Native Hawaiian federal judge halts revised travel ban

Native Hawaiian federal judge halts revised travel ban

HONOLULU (AP) — The judge who halted President Donald Trump's revised travel ban is the only Native Hawaiian serving on the federal bench.

U.S. District Judge Derrick Kahala Watson, who was nominated by former President Barack Obama in 2012 and confirmed by the Senate with a 94-0 vote, is the fourth Native Hawaiian federal judge in U.S. history.

"I am confident he will continue to serve our country well, and with Native Hawaiians being underrepresented on the federal bench, his confirmation is a big step in the right direction towards diversifying the court," U.S. Brian Schatz said in a statement when Watson's confirmation was announced in 2013.

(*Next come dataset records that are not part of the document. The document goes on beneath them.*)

//! Score and combo state machine
//!
//! Purely reactive: the engine feeds it one `Verdict` per event, in event order.

use serde::{Deserialize, Serialize};

/// How an event affects score and combo
#[derive(Debug, Clone, Copy, PartialEq, Eq)]
pub enum Verdict {
    /// Success that extends the combo
    Qualifying { points: u64 },
    /// Points without touching the combo
    Neutral { points: u64 },
    /// Failure or null outcome; resets the combo
    Disqualifying,
    /// Not scored
    Ignore,
}

/// Combo state
#[derive(Debug, Clone, Copy, PartialEq, Eq)]
pub enum ComboState {
    Neutral,
    Combo(u32),
}

/// Scoring constants
#[derive(Debug, Clone, Copy, PartialEq, Serialize, Deserialize)]
#[serde(default)]
pub struct ScoringTuning {
    /// Bonus per combo step already banked when a qualifying event lands
    pub combo_bonus: u64,
}

impl Default for ScoringTuning {
    fn default() -> Self {
        Self { combo_bonus: 5 }
    }
}

/// Running score, current combo and best combo of a session
#[derive(Debug, Clone, Copy, Default, PartialEq, Eq, Serialize, Deserialize)]
pub struct ScoreKeeper {
    score: u64,
    combo: u32,
    best_combo: u32,
}

impl ScoreKeeper {
    pub fn new() -> Self {
        Self::default()
    }

    pub fn score(&self) -> u64 {
        self.score
    }

    pub fn combo(&self) -> u32 {
        self.combo
    }

    pub fn best_combo(&self) -> u32 {
        self.best_combo
    }

    pub fn state(&self) -> ComboState {
        if self.combo == 0 {
            ComboState::Neutral
        } else {
            ComboState::Combo(self.combo)
        }
    }

    /// Apply a verdict and return the points awarded
    pub fn apply(&mut self, verdict: Verdict, tuning: &ScoringTuning) -> u64 {
        match verdict {
            Verdict::Qualifying { points } => {
                let bonus = tuning.combo_bonus.saturating_mul(self.combo as u64);
                self.combo = self.combo.saturating_add(1);
                self.best_combo = self.best_combo.max(self.combo);
                let awarded = points.saturating_add(bonus);
                self.score = self.score.saturating_add(awarded);
                awarded
            }
            Verdict::Neutral { points } => {
                self.score = self.score.saturating_add(points);
                points
            }
            Verdict::Disqualifying => {
                if self.combo > 0 {
                    log::debug!("Combo broken at {}", self.combo);
                }
                self.combo = 0;
                0
            }
            Verdict::Ignore => 0,
        }
    }
}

Watson isn't fixated on being a Native Hawaiian jurist, said Keith Lee, corporate counsel for the Waianae Coast Comprehensive Health Center.

The judge is a play-by-the-book kind of man and isn't influenced by politics, Lee said.

Lee first got to know Watson in 2012— the soon-to-be judge was still an assistant U.S. attorney— while they worked on a settlement together. "He was super fair," Lee said.

They crossed paths again at a Washington D.C. conference for the National Asian Pacific American Bar Association.

"He doesn't have a big ego," Lee said. "If anything, he's kind of understated."

Honolulu lawyers refer to Watson as a "double Harvard" for where he received his undergraduate education in 1988 and his law degree in 1991.

But his roots are in Hawaii, where he attended a private school that gives admission preference to Native Hawaiians.

"I am proud to welcome this Kamehameha Schools graduate to serve in such a prestigious capacity," U.S. Rep. Tulsi Gabbard said when Watson was confirmed.

Honolulu defense attorney Michael Green has had numerous cases before Watson. "The man is extremely strict and principled," Green said.

That strictness was evident during a sex assault trial last year, which Watson tried to keep on a tight schedule, Green said. But when Green's wife suffered a stroke during the trial, Watson showed kindness. "He slowed the trial down so I could be there for closing argument and to finish my examination of key witnesses," Green said. "He can be deemed a very tough sentencer. If you look between the lines, there's compassion."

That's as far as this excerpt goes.